Phosphorylation of extracellular signal-regulated kinases 1/2 is predominantly enhanced in the microglia of the rat spinal cord following dorsal root transection

The present study was initiated to investigate the role of extracellular signal-regulated kinases (ERK) 1/2 signaling pathway in the early response of spinal cord and associated dorsal root ganglion (DRG) to rhizotomy by using Western blotting and immunohistochemical techniques in a rat model of L3 and L4 dorsal root transection. The results showed that there were a considerable amount of total and phosphorylated ERK 1/2 protein in both spinal cord and DRG in normal animals killed under pentobarbital anesthesia. The total ERK 1/2 distributed in both glia and neurons, while phosphorylated ERK 1/2 dominantly existed in the latter in the gray matter of spinal cord, as demonstrated with double immunofluorescent staining. Twenty-four and forty-eight hours after axotomy, the phosphorylation level of ERK 1/2 in the operation side of dorsal spinal cord was much higher than that in the contralateral side, while the total ERK 1/2 level seemed unchanged. The increased expression of Fos protein was also seen in the dorsal spinal cord at lesion side twelve and twenty-four hours after axotomy. Double fluorescent staining proved that the phosphorylated ERK 1/2 positive cells in the ipsilateral dorsal spinal cord after axotomy predominantly were microglia and small portion was oligodendrocytes, whereas the Fos expression was mainly in neurons.
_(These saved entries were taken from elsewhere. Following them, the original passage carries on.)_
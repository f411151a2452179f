// src/application/memo_client.rs
use crate::domain::{DomainError, Memo, MemoFields};

/// Access to the remote memo collection.
///
/// Every call issues exactly one request; nothing is cached or retried.
#[allow(async_fn_in_trait)]
pub trait MemoApi {
    async fn list(&mut self) -> Result<Vec<Memo>, DomainError>;

    async fn get(&mut self, id: i64) -> Result<Memo, DomainError>;

    /// Create a memo; the returned record carries the server-assigned id
    async fn create(&mut self, fields: &MemoFields) -> Result<Memo, DomainError>;

    /// Replace all fields of an existing memo
    async fn update(&mut self, id: i64, fields: &MemoFields) -> Result<Memo, DomainError>;

    async fn delete(&mut self, id: i64) -> Result<(), DomainError>;
}
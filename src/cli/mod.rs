// src/cli/mod.rs
pub mod args;
pub mod commands;
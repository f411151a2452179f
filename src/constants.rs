// src/constants.rs
//
// Marker classes and fixed strings shared by the renderer, the router and the
// headless document. Marker classes identify interactive roles only; styling
// uses the Bulma classes next to them.

/// Default memo collection endpoint.
pub const DEFAULT_BASE_URL: &str = "http://localhost:1337/memos/";

/// Default `<title>` of the rendered page.
pub const DEFAULT_PAGE_TITLE: &str = "Memos";

/// Grid that holds one card per memo.
pub const GALLERY_MARKER: &str = "js-cards-grid";

/// Overlay shared by the form and the image viewer.
pub const MODAL_MARKER: &str = "js-modal";

pub const ADD_BUTTON_MARKER: &str = "js-add-btn";
pub const SAVE_BUTTON_MARKER: &str = "js-card-save";
pub const MODAL_CLOSE_MARKER: &str = "js-modal-close";
pub const CARD_MARKER: &str = "js-memo-card";
pub const CARD_IMAGE_MARKER: &str = "js-card-img";
pub const CARD_EDIT_MARKER: &str = "js-card-edit";
pub const CARD_DELETE_MARKER: &str = "js-card-delete";

pub const FORM_TITLE_MARKER: &str = "js-form-title";
pub const FORM_DESCRIPTION_MARKER: &str = "js-form-desc";
pub const FORM_TAGS_MARKER: &str = "js-form-tags";
pub const FORM_IMAGE_MARKER: &str = "js-form-img";

/// Attribute carrying the memo id on cards and on the save button.
pub const CARD_ID_ATTRIBUTE: &str = "data-card-id";

/// Class toggled on the modal container while it is shown.
pub const MODAL_ACTIVE_CLASS: &str = "is-active";

pub const SUBMIT_LABEL: &str = "Submit";
pub const SAVE_CHANGES_LABEL: &str = "Save changes";

/// Question asked before a memo is deleted.
pub const CONFIRM_DELETE_MESSAGE: &str = "Are you sure about that?";

/// Delay in milliseconds after writing the page before opening the browser.
///
/// Used in: `infrastructure/renderer.rs`
pub const BROWSER_LAUNCH_DELAY_MS: u64 = 500;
In normal DRG, most neurons, especially the medium and small-sized ones, and the satellite cells contained total ERK 1/2-like immunoreactivity, whereas only a small portion of neurons and satellite cells contained phosphorylated ERK 1/2. After unilateral dorsal rhizotomy, there were no detectable changes for the phosphorylation of ERK 1/2 in either neurons or satellite cells in DRG.